The logic of awareness, first proposed by Fagin and Halpern, addressed the problem of logical omniscience by introducing the notion of awareness and distinguishing explicit knowledge from implicit knowledge. In their framework, explicit knowledge was defined as the conjunction of implicit knowledge and awareness, each of which was represented by modal operators. Their definition, however, may derive undesirable propositions that cannot be considered explicit knowledge when Modus Ponens is applied within implicit knowledge. Hence, focusing on indistinguishability among possible worlds, dependent on awareness, we refine the definition of explicit knowledge. In our semantics, we require that the aware implicit knowledge is not necessarily explicit knowledge, though explicit knowledge must be aware as well as implicit.
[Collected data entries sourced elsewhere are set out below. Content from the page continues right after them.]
use crate::lifecycle::ContainerState;
use berth_gateway::{
    GatewayContext, GatewayError, GatewayPolicy, GatewaySet, GatewayState, HostEnvironment,
};
use berth_runtime::{BindMount, ContainerBackend};
use berth_schema::{ContainerId, ContainerName, ContainerOptions, GatewayId};
use serde::Serialize;
use std::collections::{BTreeMap, BTreeSet};
use std::path::PathBuf;

/// One container and everything the agent tracks about it.
#[derive(Debug)]
pub struct Container {
    pub id: ContainerId,
    pub name: ContainerName,
    pub state: ContainerState,
    pub options: ContainerOptions,
    pub created_at: String,
    /// Keyed by canonical container path.
    pub bind_mounts: BTreeMap<PathBuf, BindMount>,
    pub gateways: GatewaySet,
    /// Variables exported by gateways to every launched process.
    pub env: BTreeMap<String, String>,
    pub processes: BTreeSet<u32>,
    /// Default capabilities have been applied to this container.
    pub defaults_applied: bool,
}

impl Container {
    pub fn new(id: ContainerId, name: ContainerName, options: ContainerOptions) -> Self {
        Self {
            id,
            name,
            state: ContainerState::Created,
            options,
            created_at: chrono::Utc::now().to_rfc3339(),
            bind_mounts: BTreeMap::new(),
            gateways: GatewaySet::default(),
            env: BTreeMap::new(),
            processes: BTreeSet::new(),
            defaults_applied: false,
        }
    }

    /// Hand resolved fragments to this container's gateways.
    pub fn apply_fragments(
        &mut self,
        backend: &dyn ContainerBackend,
        host: &HostEnvironment,
        policy: &GatewayPolicy,
        fragments: &[(GatewayId, serde_json::Value)],
    ) -> Result<(), GatewayError> {
        let mut ctx = GatewayContext {
            backend,
            id: self.id,
            name: &self.name,
            host,
            env: &mut self.env,
        };
        self.gateways.apply(fragments, policy, &mut ctx)
    }

    pub fn teardown_gateways(
        &mut self,
        backend: &dyn ContainerBackend,
        host: &HostEnvironment,
    ) -> Vec<GatewayError> {
        let mut ctx = GatewayContext {
            backend,
            id: self.id,
            name: &self.name,
            host,
            env: &mut self.env,
        };
        self.gateways.teardown_all(&mut ctx)
    }

    pub fn info(&self) -> ContainerInfo {
        ContainerInfo {
            id: self.id,
            name: self.name.clone(),
            state: self.state,
            created_at: self.created_at.clone(),
            bind_mounts: self
                .bind_mounts
                .values()
                .map(|m| (m.target.clone(), m.source.clone(), m.read_only))
                .collect(),
            gateways: self.gateways.iter().map(|g| (g.id(), g.state())).collect(),
            env: self.env.clone(),
            processes: self.processes.iter().copied().collect(),
        }
    }
}

/// Point-in-time view of a container.
#[derive(Debug, Clone, Serialize)]
pub struct ContainerInfo {
    pub id: ContainerId,
    pub name: ContainerName,
    pub state: ContainerState,
    pub created_at: String,
    /// `(container path, host path, read-only)`.
    pub bind_mounts: Vec<(PathBuf, PathBuf, bool)>,
    pub gateways: BTreeMap<GatewayId, GatewayState>,
    pub env: BTreeMap<String, String>,
    pub processes: Vec<u32>,
}
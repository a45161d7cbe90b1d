//! D-Bus service for the berth container agent.
//!
//! This crate exposes the [`berth_core::Agent`] over the `org.berth.Agent1`
//! D-Bus interface: clients create containers, grant them capabilities or raw
//! gateway configuration, launch processes and tear containers down. Process
//! starts and exits are published as `ProcessStateChanged` signals.

pub mod interface;
pub mod service;

pub use interface::{AgentService, API_VERSION, DBUS_INTERFACE, DBUS_NAME, DBUS_PATH};
pub use service::{run_service, ServiceError};
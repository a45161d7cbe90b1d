//! Environment variables for processes launched in the container.

use crate::context::GatewayContext;
use crate::{malformed, parse_element, GatewayError};
use berth_schema::GatewayId;
use serde::{Deserialize, Serialize};
use std::collections::BTreeMap;
use tracing::{debug, warn};

const ID: GatewayId = GatewayId::Env;

/// What a second plain `set` of an already defined variable does.
#[derive(Debug, Clone, Copy, Default, PartialEq, Eq, Serialize, Deserialize)]
#[serde(rename_all = "kebab-case")]
pub enum EnvResetPolicy {
    /// The first value stays; the new one is ignored.
    #[default]
    KeepFirst,
    /// The configuration is rejected.
    Reject,
}

#[derive(Debug, Clone, Copy, PartialEq, Eq, Deserialize)]
#[serde(rename_all = "lowercase")]
enum EnvMode {
    Set,
    Append,
    Prepend,
}

#[derive(Debug, Deserialize)]
struct RawVariable {
    name: String,
    value: String,
    #[serde(default)]
    mode: Option<EnvMode>,
    #[serde(default)]
    separator: Option<String>,
    /// Older spelling of `"mode": "append"`.
    #[serde(default)]
    append: Option<bool>,
}

#[derive(Debug, Clone, PartialEq, Eq)]
struct Variable {
    name: String,
    value: String,
    mode: EnvMode,
    separator: String,
}

fn parse(element: &serde_json::Value) -> Result<Variable, GatewayError> {
    let raw: RawVariable = parse_element(ID, element)?;
    if raw.name.is_empty() {
        return Err(malformed(ID, "variable name must not be empty"));
    }
    if raw.name.contains('=') || raw.name.contains('\0') {
        return Err(malformed(ID, format!("invalid variable name '{}'", raw.name)));
    }
    if raw.value.is_empty() {
        return Err(malformed(ID, format!("value of '{}' must not be empty", raw.name)));
    }

    let mode = match (raw.mode, raw.append) {
        (Some(mode), None | Some(false)) => mode,
        (Some(EnvMode::Append) | None, Some(true)) => EnvMode::Append,
        (None, None | Some(false)) => EnvMode::Set,
        (Some(mode), Some(true)) => {
            return Err(malformed(
                ID,
                format!("'{}': append flag contradicts mode {mode:?}", raw.name),
            ))
        }
    };

    Ok(Variable {
        name: raw.name,
        value: raw.value,
        mode,
        separator: raw.separator.unwrap_or_default(),
    })
}

#[derive(Debug, Clone)]
pub struct EnvGateway {
    policy: EnvResetPolicy,
    vars: BTreeMap<String, String>,
}

impl EnvGateway {
    pub fn new(policy: EnvResetPolicy) -> Self {
        Self {
            policy,
            vars: BTreeMap::new(),
        }
    }

    pub fn variables(&self) -> &BTreeMap<String, String> {
        &self.vars
    }

    pub(crate) fn configure(&mut self, elements: &[serde_json::Value]) -> Result<(), GatewayError> {
        let parsed = elements.iter().map(parse).collect::<Result<Vec<_>, _>>()?;
        for var in parsed {
            self.merge(var)?;
        }
        Ok(())
    }

    fn merge(&mut self, var: Variable) -> Result<(), GatewayError> {
        let Variable {
            name,
            value,
            mode,
            separator,
        } = var;

        match (mode, self.vars.get_mut(&name)) {
            (EnvMode::Set, None) => {
                self.vars.insert(name, value);
            }
            (EnvMode::Set, Some(existing)) => match self.policy {
                EnvResetPolicy::KeepFirst => {
                    if *existing != value {
                        warn!("env: {name} already set, keeping '{existing}' over '{value}'");
                    }
                }
                EnvResetPolicy::Reject => {
                    return Err(GatewayError::Conflict {
                        gateway: ID,
                        reason: format!("variable {name} is already set"),
                    });
                }
            },
            (EnvMode::Append, Some(existing)) => {
                existing.push_str(&separator);
                existing.push_str(&value);
            }
            (EnvMode::Prepend, Some(existing)) => {
                *existing = format!("{value}{separator}{existing}");
            }
            (EnvMode::Append | EnvMode::Prepend, None) => {
                debug!("env: {name} not set yet, defining it");
                self.vars.insert(name, value);
            }
        }
        Ok(())
    }

    pub(crate) fn activate(&mut self, ctx: &mut GatewayContext<'_>) -> Result<(), GatewayError> {
        for (name, value) in &self.vars {
            ctx.env.insert(name.clone(), value.clone());
        }
        debug!("env: {} variables exported to {}", self.vars.len(), ctx.name);
        Ok(())
    }
}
We employ an example of elementary geometry, where different students may or may not reach the final answer, depending on whether they are aware of learned mathematical facts. Thereafter, we formally present the syntax and the semantics of our language, named Awareness-Based Indistinguishability Logic ($\mathrm{AIL}$). We prove that $\mathrm{AIL}$ has more expressive power than the logic of Fagin and Halpern, and show that the latter is embeddable in $\mathrm{AIL}$. Furthermore, we provide an axiomatic system of $\mathrm{AIL}$ and prove its soundness and completeness.